Headlines for the day:
Wipro Q3FY16 results: Muted quarter, guidance for Q4FY16
looks lackluster
Aurobindo Pharma receives USFDA Approval for Tranexamic Acid
Injection
IDBI Bank to raise Rs 3,771 Cr through QIP route
Global Indices:
Markets across Asia continued to bleed heavily on Monday as fears
over the health of the world economy and tumbling oil prices fueled worries
over disinflation, hitting investor mood. Investors awaited China’s fourth
quarter GDP data due on Tuesday which could show a further slowdown in the
world’s second biggest economy with growth pegged at 6.8 per cent, year on year
by analysts, down from 6.9 per cent in Q3.
Oil slid below the USD 30 per barrel mark to a fresh 12-year low
with Iran rattling markets by getting ready to increase its shipments by
500,000 barrels per day after the lift-off of West-imposed sanctions against
the Islamic Republic over the weekend, threatening to deepen a global supply
surplus.
Wall Street tumbled on Friday with benchmark S&P 500 sinking
to the lowest level since August amidst an ongoing commodity rout and
contractions in retail sales & factory output which signaled renewed
concerns over the health of the world’s biggest economy.

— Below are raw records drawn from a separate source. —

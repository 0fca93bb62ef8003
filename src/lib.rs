//! Asynchronous class-report generation core.
//!
//! A caller submits a report request for a class and polls for its status;
//! the actual document generation happens off the request path. The pieces:
//!
//! - [`domains::report::ReportService`] validates submissions, persists the
//!   request in `Pending` state and enqueues a job.
//! - [`queue`] is the durable, at-least-once work queue seam
//!   (Redis Streams in production, in-memory for tests and local runs).
//! - [`domains::report::ReportWorker`] consumes jobs with a bounded pool
//!   and drives each request to `Completed` or `Failed`.
//! - [`domains::report::generators`] stream participation rows into a
//!   tabular PDF or spreadsheet, piped into a multipart upload.
//! - [`domains::core::blob_storage_service`] stores artifacts and issues
//!   presigned, time-limited download URLs.
//!
//! There is no global state. Clients are built from [`config::Config`] and
//! injected into the service and worker constructors.

pub mod config;
pub mod database;
pub mod domains;
pub mod errors;
pub mod queue;
use std::io::BufWriter;
use std::sync::Arc;

use async_trait::async_trait;
use futures::StreamExt;
use printpdf::{
    BuiltinFont, IndirectFontRef, Line, Mm, PdfDocument, PdfDocumentReference, PdfLayerReference,
    Point,
};

use crate::domains::core::blob_storage_service::BlobStorageService;
use crate::domains::participation::{ParticipationRepository, ParticipationRow};
use crate::domains::report::types::ReportKind;

use super::{fit_column, upload_rendered, GenerationError, ReportGenerator};

// A4 portrait layout, all in millimeters.
const PAGE_WIDTH: f32 = 210.0;
const PAGE_HEIGHT: f32 = 297.0;
const MARGIN: f32 = 15.0;
const ROW_HEIGHT: f32 = 6.0;
const BOTTOM_LIMIT: f32 = 20.0;

const COL_STUDENT: f32 = MARGIN;
const COL_ACTIVITY: f32 = 78.0;
const COL_SCORE: f32 = 136.0;
const COL_GRADE: f32 = 156.0;
const COL_STATUS: f32 = 174.0;

/// Streams class rows into a paginated tabular PDF.
pub struct TabularPdfGenerator {
    participation: Arc<dyn ParticipationRepository>,
    storage: Arc<dyn BlobStorageService>,
}

impl TabularPdfGenerator {
    pub fn new(
        participation: Arc<dyn ParticipationRepository>,
        storage: Arc<dyn BlobStorageService>,
    ) -> Self {
        Self {
            participation,
            storage,
        }
    }
}

struct PageFonts {
    regular: IndirectFontRef,
    bold: IndirectFontRef,
}

fn draw_table_header(layer: &PdfLayerReference, fonts: &PageFonts, y: f32) {
    layer.use_text("Student", 11.0, Mm(COL_STUDENT), Mm(y), &fonts.bold);
    layer.use_text("Activity", 11.0, Mm(COL_ACTIVITY), Mm(y), &fonts.bold);
    layer.use_text("Score", 11.0, Mm(COL_SCORE), Mm(y), &fonts.bold);
    layer.use_text("Grade", 11.0, Mm(COL_GRADE), Mm(y), &fonts.bold);
    layer.use_text("Status", 11.0, Mm(COL_STATUS), Mm(y), &fonts.bold);

    let rule = Line {
        points: vec![
            (Point::new(Mm(MARGIN), Mm(y - 1.5)), false),
            (Point::new(Mm(PAGE_WIDTH - MARGIN), Mm(y - 1.5)), false),
        ],
        is_closed: false,
    };
    layer.add_line(rule);
}

fn draw_row(layer: &PdfLayerReference, fonts: &PageFonts, y: f32, row: &ParticipationRow) {
    let score = row
        .score
        .map(|s| format!("{:.2}", s))
        .unwrap_or_else(|| "-".to_string());
    let grade = row.grade.as_deref().unwrap_or("-");
    let status = row.evaluation_status.as_deref().unwrap_or("-");

    layer.use_text(
        fit_column(&row.student_name, 34),
        10.0,
        Mm(COL_STUDENT),
        Mm(y),
        &fonts.regular,
    );
    layer.use_text(
        fit_column(&row.activity_name, 30),
        10.0,
        Mm(COL_ACTIVITY),
        Mm(y),
        &fonts.regular,
    );
    layer.use_text(score, 10.0, Mm(COL_SCORE), Mm(y), &fonts.regular);
    layer.use_text(grade, 10.0, Mm(COL_GRADE), Mm(y), &fonts.regular);
    layer.use_text(
        fit_column(status, 18),
        10.0,
        Mm(COL_STATUS),
        Mm(y),
        &fonts.regular,
    );
}

fn new_table_page(doc: &PdfDocumentReference, fonts: &PageFonts) -> (PdfLayerReference, f32) {
    let (page, layer_index) = doc.add_page(Mm(PAGE_WIDTH), Mm(PAGE_HEIGHT), "Table");
    let layer = doc.get_page(page).get_layer(layer_index);
    let header_y = PAGE_HEIGHT - MARGIN;
    draw_table_header(&layer, fonts, header_y);
    (layer, header_y - ROW_HEIGHT - 1.0)
}

#[async_trait]
impl ReportGenerator for TabularPdfGenerator {
    fn kind(&self) -> ReportKind {
        ReportKind::TabularPdf
    }

    async fn generate(&self, class_id: &str, object_key: &str) -> Result<(), GenerationError> {
        let (doc, first_page, first_layer) = PdfDocument::new(
            "Class participation report",
            Mm(PAGE_WIDTH),
            Mm(PAGE_HEIGHT),
            "Table",
        );
        let fonts = PageFonts {
            regular: doc
                .add_builtin_font(BuiltinFont::Helvetica)
                .map_err(|e| GenerationError::Render(e.to_string()))?,
            bold: doc
                .add_builtin_font(BuiltinFont::HelveticaBold)
                .map_err(|e| GenerationError::Render(e.to_string()))?,
        };

        // First page carries the title block above the table.
        let mut layer = doc.get_page(first_page).get_layer(first_layer);
        let mut y = PAGE_HEIGHT - MARGIN - 5.0;
        layer.use_text(
            "Class participation report",
            18.0,
            Mm(MARGIN),
            Mm(y),
            &fonts.bold,
        );
        y -= 8.0;
        layer.use_text(
            format!("Class: {}", class_id),
            12.0,
            Mm(MARGIN),
            Mm(y),
            &fonts.regular,
        );
        y -= 12.0;
        draw_table_header(&layer, &fonts, y);
        y -= ROW_HEIGHT + 1.0;

        let mut rows = self.participation.stream_for_class(class_id);
        let mut row_count: u64 = 0;
        while let Some(row) = rows.next().await {
            let row = row?;
            if y < BOTTOM_LIMIT {
                let (next_layer, next_y) = new_table_page(&doc, &fonts);
                layer = next_layer;
                y = next_y;
            }
            draw_row(&layer, &fonts, y, &row);
            y -= ROW_HEIGHT;
            row_count += 1;
        }
        drop(rows);

        // Footer under the last written row.
        let footer_y = if y - 6.0 > 8.0 { y - 6.0 } else { 8.0 };
        layer.use_text(
            format!(
                "Generated at {} ({} rows)",
                chrono::Utc::now().format("%Y-%m-%d %H:%M UTC"),
                row_count
            ),
            9.0,
            Mm(MARGIN),
            Mm(footer_y),
            &fonts.regular,
        );

        let mut bytes: Vec<u8> = Vec::new();
        doc.save(&mut BufWriter::new(&mut bytes))
            .map_err(|e| GenerationError::Render(e.to_string()))?;

        log::info!(
            "Rendered PDF report for class {} ({} rows, {} bytes)",
            class_id,
            row_count,
            bytes.len()
        );

        upload_rendered(
            self.storage.clone(),
            object_key,
            ReportKind::TabularPdf.content_type(),
            bytes,
        )
        .await?;
        Ok(())
    }
}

Capping off the weakest year since 2009, US retail sales dipped
0.1 per cent in December while factory output fell for a second month on the
trot, down 0.1 per cent last month. The Dow Jones Industrial Average sank 2.39
per cent; the Nasdaq Composite fell 2.74 per cent while S&P 500 declined
2.16 per cent.
European shares ended on Friday at their lowest since mid-December
2014, hit by losses in commodity-related stocks as BHP Billiton announced a
major writedown and oil fell below $30 a barrel.
Trend in FII flows:
The FIIs were net sellers of Rs -1123.79 Cr in the
cash segment on Friday while the DIIs
were net buyers of Rs 688.84 Cr, as per the provisional figures released by the NSE.